READ MORE: How is Austria using Covid health passes compared to elsewhere in Europe?

Return to Austria

“While we were on holiday, on August 15th, the Austrian government dropped the requirement for fully vaccinated people to take a PCR test before returning to Austria from the UK, and opened up Austria to fully vaccinated UK residents to visit without quarantine.

“I was relieved, as booking reliable PCR tests for travel would have cost myself and my partner at least £150. 

“Children aged under 12 are exempt from testing as well.”

Return flight

“Heathrow was quite empty before my return flight to Austria.

“However, our flight was almost full, and we were surrounded by British people either not wearing their masks or wearing them on their chins, despite being asked to put them on by the flight attendant. 

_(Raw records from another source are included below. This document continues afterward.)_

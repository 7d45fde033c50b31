//! The fixed table of API path names.
//!
//! Each entry produces a [`Path`] variant plus two accessors on [`SeniorVu`]
//! (starting a chain) and two on [`Chain`] (continuing it). The plain
//! accessor appends the segment; the `_with` form also applies one argument,
//! so `communities_with(1)` is `communities().arg(1)`. Names outside the
//! table can still be reached with [`Chain::arg`].

use crate::chain::{Chain, ChainArg};
use crate::client::SeniorVu;

macro_rules! api_paths {
    ($($method:ident, $method_with:ident => $variant:ident = $segment:literal,)*) => {
        /// A known API path name.
        #[derive(Debug, Clone, Copy, PartialEq, Eq, Hash)]
        pub enum Path {
            $(
                #[doc = concat!("`", $segment, "`")]
                $variant,
            )*
        }

        impl Path {
            /// Every known path, in table order.
            pub const ALL: &'static [Path] = &[$(Path::$variant,)*];

            /// The URL segment for this path.
            pub fn segment(&self) -> &'static str {
                match self {
                    $(Path::$variant => $segment,)*
                }
            }

            /// Look up a path by its URL segment.
            pub fn from_segment(segment: &str) -> Option<Path> {
                match segment {
                    $($segment => Some(Path::$variant),)*
                    _ => None,
                }
            }
        }

        impl SeniorVu {
            $(
                #[doc = concat!("Start a chain at `/api/", $segment, "`.")]
                pub fn $method(&self) -> Chain<'_> {
                    self.chain().path(Path::$variant)
                }

                #[doc = concat!("Start a chain at `/api/", $segment, "` and apply `arg`.")]
                pub fn $method_with(&self, arg: impl Into<ChainArg>) -> Chain<'_> {
                    self.chain().path(Path::$variant).arg(arg)
                }
            )*
        }

        impl<'c> Chain<'c> {
            $(
                #[doc = concat!("Append `", $segment, "`.")]
                pub fn $method(self) -> Self {
                    self.path(Path::$variant)
                }

                #[doc = concat!("Append `", $segment, "` and apply `arg`.")]
                pub fn $method_with(self, arg: impl Into<ChainArg>) -> Self {
                    self.path(Path::$variant).arg(arg)
                }
            )*
        }
    };
}

api_paths! {
    claim_requests, claim_requests_with => ClaimRequests = "claimRequests",
    communities, communities_with => Communities = "communities",
    address, address_with => Address = "address",
    amenities, amenities_with => Amenities = "amenities",
    appointments, appointments_with => Appointments = "appointments",
    archived_leads, archived_leads_with => ArchivedLeads = "archivedLeads",
    assets, assets_with => Assets = "assets",
    image, image_with => Image = "image",
    video, video_with => Video = "video",
    aws_settings, aws_settings_with => AwsSettings = "awsSettings",
    cart_items, cart_items_with => CartItems = "cartItems",
    hours, hours_with => Hours = "hours",
    leads, leads_with => Leads = "leads",
    neighborhoods, neighborhoods_with => Neighborhoods = "neighborhoods",
    payment, payment_with => Payment = "payment",
    purchased_leads, purchased_leads_with => PurchasedLeads = "purchasedLeads",
    carers, carers_with => Carers = "carers",
    events, events_with => Events = "events",
    reviews, reviews_with => Reviews = "reviews",
    rooms, rooms_with => Rooms = "rooms",
    upload, upload_with => Upload = "upload",
    predict, predict_with => Predict = "predict",
    proximity, proximity_with => Proximity = "proximity",
    batch_create, batch_create_with => BatchCreate = "batchCreate",
    delete_created, delete_created_with => DeleteCreated = "deleteCreated",
    users, users_with => Users = "users",
    password, password_with => Password = "password",
    forgot_password, forgot_password_with => ForgotPassword = "forgotPassword",
    me, me_with => Me = "me",
    reset, reset_with => Reset = "reset",
    webhook, webhook_with => Webhook = "webhook",
}

impl std::fmt::Display for Path {
    fn fmt(&self, f: &mut std::fmt::Formatter<'_>) -> std::fmt::Result {
        f.write_str(self.segment())
    }
}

“The British Embassy wrote on Twitter that I would have to fill in a pre-travel clearance form in the 72-hour period before my return to Austria. However, once we entered our status as “fully-vaccinated”, this form was impossible to complete. At the airport, at passport control, our vaccine certificates were checked and no form was asked for.

“Some other travellers from the UK saved a screen shot onto their phones to show it had not been possible to fill out the form. Once again on return, our British passports were not stamped as we are resident in Austria. However, the new Brexit rules meant a slightly longer queue at the airport to get through passport control.”